Provides classes to support user interface layout. Each layout pane class supports a different layout strategy for its children and applications may nest these layout panes to achieve the needed layout structure in the user interface. Once a node is added to one of the layout panes, the pane will automatically manage the layout for the node, so the application should not position or resize the node directly; see "Node Resizability" for more details.
The scene graph layout mechanism is driven automatically by the system once the application creates and displays a {@link javafx.scene.Scene Scene}. The scene graph detects dynamic node changes which affect layout (such as a change in size or content) and calls {@code requestLayout()}, which marks that branch as needing layout so that on the next pulse, a top-down layout pass is executed on that branch by invoking {@code layout()} on that branch's root.
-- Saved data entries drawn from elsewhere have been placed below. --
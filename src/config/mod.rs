//! Site configuration management for `site.toml`.
//!
//! # Module Structure
//!
//! ```text
//! config/
//! ├── section/       # One struct per TOML section
//! ├── types/         # Utility types
//! │   ├── error      # ConfigError, ConfigDiagnostics
//! │   ├── field      # FieldPath
//! │   └── handle     # Global config handle
//! ├── locale.rs      # Language codes and per-locale resolution
//! ├── util.rs        # Config file discovery, value checks
//! └── mod.rs         # SiteConfig (this file)
//! ```
//!
//! # Sections
//!
//! | Section            | Purpose                                         |
//! |--------------------|-------------------------------------------------|
//! | `[site]`           | Author, name, url, timezone, default language   |
//! | `[menu]`           | Menu items, category display                    |
//! | `[widgets]`        | Blogroll links and social links                 |
//! | `[feed]`           | Per-kind feed toggles                           |
//! | `[theme]`          | Theme name or path                              |
//! | `[plugins]`        | Ordered plugin list, plugin search paths        |
//! | `[static]`         | Passthrough asset paths and their metadata      |
//! | `[locales.<lang>]` | Sparse per-language overrides                   |

mod locale;
pub mod section;
pub mod types;
mod util;

use util::find_config_file;

pub use locale::{EffectiveConfig, LocaleOverride, is_valid_lang_code};
pub use section::{
    FeedConfig, FeedKind, Link, MenuConfig, PathMetadata, PluginsConfig, SiteInfoConfig,
    StaticConfig, ThemeConfig, WidgetsConfig,
};
pub use types::{ConfigDiagnostics, ConfigError, FieldPath, cfg, init_config};

use crate::{
    cli::{Cli, Commands},
    log,
};
use anyhow::{Context, Result};
use serde::{Deserialize, Serialize};
use std::{
    collections::BTreeMap,
    fs,
    path::{Path, PathBuf},
};

/// Config file name searched for by [`SiteConfig::load`].
pub const DEFAULT_CONFIG_FILE: &str = "site.toml";

// ============================================================================
// root configuration
// ============================================================================

/// Root configuration structure representing site.toml
#[derive(Debug, Clone, Default, PartialEq, Serialize, Deserialize)]
#[serde(default)]
pub struct SiteConfig {
    /// Absolute path to the config file (internal use only)
    #[serde(skip)]
    pub config_path: PathBuf,

    /// Project root directory - parent of config file (internal use only)
    #[serde(skip)]
    pub root: PathBuf,

    /// Site identity and regional settings
    pub site: SiteInfoConfig,

    /// Navigation menu
    pub menu: MenuConfig,

    /// Link widgets
    pub widgets: WidgetsConfig,

    /// Feed toggles
    pub feed: FeedConfig,

    /// Rendering theme
    pub theme: ThemeConfig,

    /// Generator plugins
    pub plugins: PluginsConfig,

    /// Static passthrough paths
    #[serde(rename = "static")]
    pub static_files: StaticConfig,

    /// Per-language overrides keyed by language code
    pub locales: BTreeMap<String, LocaleOverride>,
}

impl SiteConfig {
    /// Load `site.toml`, searching upward from the current directory.
    pub fn load() -> Result<Self> {
        let path = Self::locate(Path::new(DEFAULT_CONFIG_FILE))?;
        Self::load_from(&path)
    }

    /// Find `config_name` in cwd or its ancestors (or as given, if absolute).
    pub fn locate(config_name: &Path) -> Result<PathBuf, ConfigError> {
        find_config_file(config_name).ok_or_else(|| ConfigError::NotFound(config_name.into()))
    }

    /// Load configuration for a CLI invocation.
    ///
    /// `init` never reads a file; every other command searches upward from
    /// cwd for the `--config` file name.
    pub fn load_for(cli: &Cli) -> Result<Self> {
        let mut config = if let Commands::Init { name, .. } = &cli.command {
            let cwd = std::env::current_dir().context("Failed to get current working directory")?;
            let root = name.as_ref().map_or_else(|| cwd.clone(), |n| cwd.join(n));
            Self {
                config_path: root.join(&cli.config),
                root,
                ..Self::default()
            }
        } else {
            Self::load_from(&Self::locate(&cli.config)?)?
        };

        config.apply_command_options(cli);
        Ok(config)
    }

    /// Load configuration from a file path, warning about unknown fields.
    pub fn load_from(path: &Path) -> Result<Self> {
        let (config, ignored) = Self::read(path)?;
        if !ignored.is_empty() {
            Self::print_unknown_fields_warning(&ignored, path);
        }
        Ok(config)
    }

    /// Read a config file, returning the record and its unknown field paths.
    pub fn read(path: &Path) -> Result<(Self, Vec<String>)> {
        let content =
            fs::read_to_string(path).map_err(|err| ConfigError::Io(path.to_path_buf(), err))?;

        let (mut config, ignored) = Self::parse_with_ignored(&content)
            .with_context(|| format!("Failed to parse '{}'", path.display()))?;

        let config_path = std::path::absolute(path).unwrap_or_else(|_| path.to_path_buf());
        config.root = config_path
            .parent()
            .map(Path::to_path_buf)
            .unwrap_or_default();
        config.config_path = config_path;

        crate::debug!("config"; "loaded {}", config.config_path.display());
        Ok((config, ignored))
    }

    /// Parse configuration from TOML string
    #[allow(clippy::should_implement_trait)]
    pub fn from_str(content: &str) -> Result<Self> {
        let config: Self = toml::from_str(content).map_err(ConfigError::Toml)?;
        Ok(config)
    }

    /// Parse TOML content, collecting any unknown fields.
    pub fn parse_with_ignored(content: &str) -> Result<(Self, Vec<String>), ConfigError> {
        let mut ignored = Vec::new();
        let deserializer = toml::Deserializer::new(content);
        let config = serde_ignored::deserialize(deserializer, |path: serde_ignored::Path| {
            ignored.push(path.to_string());
        })?;
        Ok((config, ignored))
    }

    /// Serialize back to `site.toml` format.
    pub fn to_toml(&self) -> Result<String> {
        toml::to_string_pretty(self).context("Failed to serialize config")
    }

    /// Print warning about unknown fields.
    fn print_unknown_fields_warning(fields: &[String], path: &Path) {
        let display_path = path
            .file_name()
            .map(|n| n.to_string_lossy())
            .unwrap_or_else(|| path.to_string_lossy());
        log!("warning"; "unknown fields in {}, ignoring:", display_path);
        for field in fields {
            eprintln!("- {}", field);
        }
    }

    /// Get the root directory path
    pub fn get_root(&self) -> &Path {
        &self.root
    }

    // ========================================================================
    // cli configuration updates
    // ========================================================================

    /// Apply command-specific configuration options.
    fn apply_command_options(&mut self, cli: &Cli) {
        if let Commands::Show { site_url, .. } = &cli.command {
            // CI deployments pass the production URL without editing site.toml
            Self::update_option(&mut self.site.url, site_url.clone().map(Some).as_ref());
        }
    }

    /// Update config option if CLI value is provided.
    fn update_option<T: Clone>(config_option: &mut T, cli_option: Option<&T>) {
        if let Some(option) = cli_option {
            *config_option = option.clone();
        }
    }

    // ========================================================================
    // validation
    // ========================================================================

    /// Validate configuration, printing warnings and returning all errors.
    pub fn validate(&self) -> Result<()> {
        let diag = self.diagnostics();
        diag.print_hints_and_warnings();
        diag.into_result()
            .map_err(|e| ConfigError::Diagnostics(e).into())
    }

    /// Run every section check and collect the results.
    pub fn diagnostics(&self) -> ConfigDiagnostics {
        let mut diag = ConfigDiagnostics::new();

        self.site.validate(&mut diag);
        self.feed.validate(self.site.url.as_deref(), &mut diag);
        self.menu.validate(&mut diag);
        self.widgets.validate(&mut diag);
        self.theme.validate(self.get_root(), &mut diag);
        self.plugins.validate(&mut diag);
        self.static_files.validate(&mut diag);
        self.validate_locales(&mut diag);

        diag
    }
}

// ============================================================================
// Test Helpers (available to all modules via `use crate::config::test_*`)
// ============================================================================

/// Parse config with minimal required `[site]` fields.
/// Panics if there are unknown fields (to catch config typos in tests).
#[cfg(test)]
pub fn test_parse_config(extra: &str) -> SiteConfig {
    let config = format!("[site]\nname = \"Test\"\nauthor = \"Tester\"\n{extra}");
    let (parsed, ignored) = SiteConfig::parse_with_ignored(&config).unwrap();
    assert!(
        ignored.is_empty(),
        "test config has unknown fields: {:?}",
        ignored
    );
    parsed
}

// ============================================================================
// tests
// ============================================================================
During that layout pass, the {@code layoutChildren()} callback method will be called on each parent to layout its children. This mechanism is designed to maximize layout efficiency by ensuring multiple layout requests are coalesced and processed in a single pass rather than executing re-layout on on each minute change. Therefore, applications should not invoke layout directly on nodes.
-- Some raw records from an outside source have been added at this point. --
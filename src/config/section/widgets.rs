//! `[widgets]` section configuration.
//!
//! # Example
//!
//! ```toml
//! [widgets]
//! links = [["RGOODS", "https://rgoods.com/"]]
//! social = [
//!     ["Instagram", "https://www.instagram.com/rgoods_official/"],
//!     ["Linkedin", "https://www.linkedin.com/company/rgoods/"],
//! ]
//! ```

use macros::Config;
use serde::{Deserialize, Serialize};

use super::{Link, LinkTarget, validate_links};
use crate::config::ConfigDiagnostics;

/// Sidebar link widgets.
#[derive(Debug, Clone, Default, PartialEq, Serialize, Deserialize, Config)]
#[serde(default)]
#[config(section = "widgets")]
pub struct WidgetsConfig {
    /// Blogroll as (label, url) pairs.
    #[config(inline_doc)]
    pub links: Vec<Link>,

    /// Social profiles as (label, url) pairs.
    #[config(inline_doc)]
    pub social: Vec<Link>,
}

impl WidgetsConfig {
    pub fn validate(&self, diag: &mut ConfigDiagnostics) {
        validate_links(&self.links, LinkTarget::External, Self::FIELDS.links, diag);
        validate_links(&self.social, LinkTarget::External, Self::FIELDS.social, diag);
    }
}

#[cfg(test)]
mod tests {
    use super::*;
    use crate::config::test_parse_config;

    #[test]
    fn test_social_links() {
        let config = test_parse_config(
            "[widgets]\nsocial = [[\"Instagram\", \"https://www.instagram.com/rgoods_official/\"]]",
        );
        assert!(config.widgets.links.is_empty());
        assert_eq!(
            config.widgets.social,
            [Link::new(
                "Instagram",
                "https://www.instagram.com/rgoods_official/"
            )]
        );
    }

    #[test]
    fn test_relative_widget_link_rejected() {
        let config = test_parse_config("[widgets]\nlinks = [[\"Home\", \"/\"]]");
        let mut diag = ConfigDiagnostics::new();
        config.widgets.validate(&mut diag);
        assert_eq!(diag.len(), 1);
        assert_eq!(diag.errors()[0].field, WidgetsConfig::FIELDS.links);
    }
}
The scene graph supports both resizable and non-resizable node classes. The {@code isResizable()} method on {@link javafx.scene.Node Node} returns whether a given node is resizable or not. {@literal A resizable node class is one which supports a range of acceptable sizes (minimum <= preferred <= maximum), allowing its parent to resize it within that range during layout, given the parent's own layout policy and the layout needs of sibling nodes.} Node supports the following methods for layout code to determine a node's resizable range:
public Orientation getContentBias()
public double minWidth(double height)
public double minHeight(double width)
public double prefWidth(double height)
public double prefHeight(double width)
public double maxWidth(double height)
public double maxHeight(double width)
Non-resizable node classes, on the other hand, do not have a consistent resizing API and so are not resized by their parents during layout. Applications must establish the size of non-resizable nodes by setting appropriate properties on each instance. These classes return their current layout bounds for min, pref, and max, and the {@code resize()} method becomes a no-op.
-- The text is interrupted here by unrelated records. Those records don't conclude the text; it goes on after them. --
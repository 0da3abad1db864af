//! Site initialization module.
//!
//! Writes a commented `site.toml` with every section at its default value.
//!
//! # Module Structure
//!
//! - [`validate`]: Pre-initialization validation
//! - [`structure`]: Directory structure creation
//! - [`config`]: Configuration template generation

mod config;
mod structure;
mod validate;

use crate::{config::SiteConfig, log};
use anyhow::Result;

pub use config::generate_config_template;

/// Create a new site configuration
///
/// # Steps
/// 1. Validate target config path
/// 2. Create content directories
/// 3. Write `site.toml`
///
/// If `dry_run` is true, only prints the config template to stdout
pub fn new_site(site_config: &SiteConfig, dry_run: bool) -> Result<()> {
    if dry_run {
        print!("{}", generate_config_template());
        return Ok(());
    }

    validate::validate_target(&site_config.config_path)?;

    let defaults = SiteConfig::default();
    structure::create_structure(site_config.get_root(), &defaults)?;
    config::write_config(&site_config.config_path)?;

    log!("init"; "wrote {}", site_config.config_path.display());
    Ok(())
}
Resizable classes: {@link javafx.scene.layout.Region Region}, {@link javafx.scene.control.Control Control}, {@link javafx.scene.web.WebView WebView}
Non-Resizable classes: {@link javafx.scene.Group Group}, {@link javafx.scene.shape.Shape Shape}, {@link javafx.scene.text.Text Text}
For example, a Button control (resizable) computes its min, pref, and max sizes which its parent will use to resize it during layout, so the application only needs to configure its content and properties:
Button button = new Button("Apply");
However, a Circle (non-resizable) cannot be resized by its parent, so the application
needs to set appropriate geometric properties which determine its size:
Circle circle = new Circle();
circle.setRadius(50);
For example, to override the preferred size of a ListView:
listview.setPrefSize(200,300);
Or, to change the max width of a button so it will resize wider to fill a space:
button.setMaxWidth(Double.MAX_VALUE);
For the inverse case, where the application needs to clamp the node's min or max size to its preferred:
listview.setMaxSize(Region.USE_PREF_SIZE, Region.USE_PREF_SIZE);
And finally, if the application needs to restore the intrinsically computed values:
listview.setPrefSize(Region.USE_COMPUTED_SIZE, Region.USE_COMPUTED_SIZE);
These two bounds properties will often differ for a given node and {@code layoutBounds} is computed differently depending on the node class:
Node Type | Layout Bounds |
---|---|
{@link javafx.scene.shape.Shape Shape},{@link javafx.scene.image.ImageView ImageView} | Includes geometric bounds (geometry plus stroke). Does NOT include effect, clip, or any transforms. |
{@link javafx.scene.text.Text Text} | logical bounds based on the font height and content width, including white space. can be configured to be tight bounds around chars glyphs by setting {@code boundsType}. Does NOT include effect, clip, or any transforms. |
{@link javafx.scene.layout.Region Region}, {@link javafx.scene.control.Control Control}, {@link javafx.scene.web.WebView WebView} | always {@code [0,0 width x height]} regardless of visual bounds, which might be larger or smaller than layout bounds. |
{@link javafx.scene.Group Group} | Union of all visible children's visual bounds ({@code boundsInParent}) Does NOT include effect, clip, or transforms set directly on group, however DOES include effect, clip, transforms set on individual children since those are included in the child's {@code boundsInParent}. |
So for example, if a {@link javafx.scene.effect.DropShadow DropShadow} is added to a shape, that shadow will not be factored into layout by default. Or, if a {@link javafx.animation.ScaleTransition ScaleTransition} is used to pulse the size of a button, that pulse animation will not disturb layout around that button. If an application wishes to have the effect, clip, or transform factored into the layout of a node, it should wrap that node in a Group.